Words by C. Collision, drawings by D.D. Tinzeroes

No. 10 - Creet



SATURDAY, 4:15 A.M.

Down a quiet residential street, Aecca/Decca walks alone. His hands are balled up in his front pockets, his arms squeezed tight to his sides in an attempt to ward off the early morning chill that precedes the onset of sunrise. A hazy, dreamy expression hangs on his face, as he recalls the evening's events.

FRIDAY, 10:07 P.M.

He had just emerged from the side of the house, bladder freshly drained into the adjacent overgrown hedgerow. Scooping up his beer from it perch on the corner of the porch where he'd placed it, he was mid-step on his way back into the house, when he noticed someone rollerblading back and forth on the sidewalk in front.

"Hey," she said, noticing his gaze, "c'mere!" waving him over. Decca pauses briefly enough to make sure she's talking to him, and then heads down the walkway.

"What's up?" he says.

"Nothin'. How's the party?" she asks.

"S'kay," he replies around a sip of beer, "I think we'd call it a success."

"Oh, you live here?" she says. She hasn't stopped moving this whole time, instead in a constant series of languid figure eights and slow spins and backwards skating. Aecca finds it somewhat hypnotizing.




"Yeah," he answers, "uh, I'm Aecca/Decca, but people call me Aecca. Or Decca."

"I'm Creet," she says with a grin, "people call me Creet."

"Nice to meet you," says Aecca. He finds himself attracted to her. With her skates on she's about as tall as him, but without them she'd probably qualify as petite. She's wearing tan cargo pants, a plain yellow t-shirt. Her black hair in a short pixie cut. She's Indian. Sub-continent India Indian.

"Likewise," she says, "you gonna offer me a beer or what?" a little of that mirthful grin again.

"Yeah, c'mon in," Aecca says, turning to head back to the house.

"Don't like houses.'Specially crowded ones," Creet says, a hint of apology in her voice, "can you get me a beer and bring it out here?"

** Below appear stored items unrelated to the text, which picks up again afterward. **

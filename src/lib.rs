//! # rowdiff
//!
//! A row-level diff tool for SQLite table snapshots: loads the same table
//! from two database files, pairs rows across the snapshots by logical key
//! with nearest-neighbor matching, and reports inserts, deletes, and
//! updates.

pub mod cli;
pub mod commands;
pub mod config;
pub mod db;
pub mod differ;
pub mod error;
pub mod matcher;
pub mod output;
pub mod progress;
pub mod row;
pub mod snapshot;
pub mod sql;
pub mod value;

pub use config::{AsymmetryPolicy, DiffConfig, TableSpec, DEFAULT_MAX_DIST};
pub use db::Database;
pub use differ::{Delta, DiffReport, Differ, Diagnostic};
pub use error::{Result, RowdiffError};
pub use matcher::{MatchOutcome, Matcher};
pub use row::Row;
pub use snapshot::Snapshot;
pub use value::Value;
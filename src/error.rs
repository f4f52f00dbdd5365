//! Error types for rowdiff operations

use thiserror::Error;

pub type Result<T> = std::result::Result<T, RowdiffError>;

#[derive(Error, Debug)]
pub enum RowdiffError {
    #[error("IO error: {0}")]
    Io(#[from] std::io::Error),

    #[error("SQLite error: {0}")]
    Sqlite(#[from] rusqlite::Error),

    #[error("JSON serialization error: {0}")]
    Json(#[from] serde_json::Error),

    #[error("no ident column configured for table '{name}' (use --ident-col)")]
    UnknownTable { name: String },

    #[error("no such table: {name}")]
    TableNotFound { name: String },

    #[error("Configuration error: {message}")]
    Config { message: String },

    #[error("Schema mismatch: {message}")]
    SchemaMismatch { message: String },

    #[error("Data shape error: {message}")]
    DataShape { message: String },

    #[error("Asymmetric match: {message}")]
    AsymmetricMatch { message: String },

    #[error("Generic error: {0}")]
    Generic(#[from] anyhow::Error),
}

impl RowdiffError {
    pub fn config(msg: impl Into<String>) -> Self {
        Self::Config {
            message: msg.into(),
        }
    }

    pub fn schema_mismatch(msg: impl Into<String>) -> Self {
        Self::SchemaMismatch {
            message: msg.into(),
        }
    }

    pub fn data_shape(msg: impl Into<String>) -> Self {
        Self::DataShape {
            message: msg.into(),
        }
    }

    pub fn asymmetric(msg: impl Into<String>) -> Self {
        Self::AsymmetricMatch {
            message: msg.into(),
        }
    }
}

"Yeah, sure," says Aecca. Over five minutes later Aecca remerges from the crowded house, and tries to conceal his relief that Creet's still waiting outside, and also that no one else is talking to her. They chat amiable for the next forty minutes, interrupted only by occasional concentrated bursts of yelling and cheering from the house. She asks if they'd rented the house for long (yes), if this was their first party (no), if he was from Portland originally (no).

At some point, Aecca feels Creet's eyes looking over his shoulder. He looks behind himself and finds El Humidor and Mudman standing at the end of the walk looking back. He turns, greets them, "oh, hey guys."

"Hey," says Mudman.

"Uhhhhhhh," says El Humidor, steeping to the sidewalk, "we're, off, uh, to get that second keg."

"Cool," says Aecca, noticing that Humidor's eyes are darting back and forth between himself and Creet, "uh, this is Creet." He looks at Creet, motions at other two, "these are my housemates, El Humidor and Mudman."

"Nice to meet you," says Creet. That charming smile, again.

Humidor walks backwards, toward his van parked down the street, jingling his keys, "we'll, uh, be back soon."

"Yeah. Soon," says Mudman.

"Okay," says Aecca, turning away from them.

"They seem... interesting," says Creet, arching her eyebrows.

"Yeah. They're okay, I guess," Aecca scratches the back of his scalp.

"So, there's no more beer inside, I'm guessing," say Creet, eyeballing the insides of her plastic cup.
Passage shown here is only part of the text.